Abstract

The study seeks to provide an overarching understanding to the US objectives and policies in the Gulf region at three intersecting levels; strategic interests, regional security and political reform. This study takes United States interactions with Arabia, as a case study, during the period 2001-2018 under the administrations of G.W. Bush, Barack Obama and Donald Trump. Additionally, the study attempts to generate greater understanding of the dynamics that motivating American international politics and subsequent policies toward the Arab gulf countries through examining the interactions between both systematic and domestic factors. Noticeably, US entrenched vital enduring interests with the Arab Gulf States rested, for approximately seventy years, on protecting oil flow from the region into international economy without interruption, selling arms to the Gulf Arabs and maintaining gulf regional security against any real or potential threats.
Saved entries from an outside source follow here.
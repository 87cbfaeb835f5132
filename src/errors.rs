//! Errors
//!
//! Custom error types used throughout the `fairvae` crate.
use thiserror::Error;

/// Errors that can occur while training or evaluating a fair VAE.
#[derive(Debug, Error)]
pub enum FairVaeError {
    /// Unable to write an artifact to disk.
    #[error("Unable to write to file: {0}")]
    UnableToWrite(String),
    /// Unable to read an artifact from disk.
    #[error("Unable to read from file {0}")]
    UnableToRead(String),
    /// Invalid value parsing.
    #[error("Invalid value {0} passed for {1}, expected one of {2}.")]
    ParseString(String, String, String),
    /// First value is the name of the parameter, second is expected, third is what was passed.
    #[error("Invalid parameter value passed for {0}, expected {1} but {2} provided.")]
    InvalidParameter(String, String, String),
    /// The arrays handed to a data split are inconsistent.
    #[error("Invalid data: {0}")]
    InvalidData(String),
    /// An operation was asked to run over an empty index set.
    #[error("The {0} index set is empty.")]
    EmptyIndexSet(&'static str),
    /// The fairness stages need a sensitive attribute matrix.
    #[error("No sensitive attribute matrix is attached to this data split.")]
    MissingSensitive,
    /// Every clustering attempt left at least one cluster below the minimum size.
    #[error(
        "Labels clustering not converged after {} attempts, thresholds tried: {thresholds:?}, cluster sizes per attempt: {cluster_sizes:?}",
        thresholds.len()
    )]
    ClusteringNonConvergence {
        thresholds: Vec<f64>,
        cluster_sizes: Vec<Vec<usize>>,
    },
    /// A fairness mode that has no implementation was requested.
    #[error("Unimplemented: {0}")]
    Unimplemented(String),
    /// Resuming from the requested state is not possible.
    #[error("Resume unsupported: {0}")]
    ResumeUnsupported(String),
    /// Error raised by the tensor backend.
    #[error("Tensor backend error: {0}")]
    Candle(#[from] candle_core::Error),
}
Therefore, the administrations of Bush, Obama, and Trump were not different from their predecessors in their strategy of preserving gulf security through forward military presence in the region. Hence, the author employs the neorealist theory to understand US interactions with the Gulf countries. Remarkably, despite some scholar's arguments that envisaged the US policies under G.W. Bush and Donald Trump as departed drastically from US conventional policy, the study argues and concludes that the US actual policy towards Arabia reflects a traditional policy of maintaining mutual interests.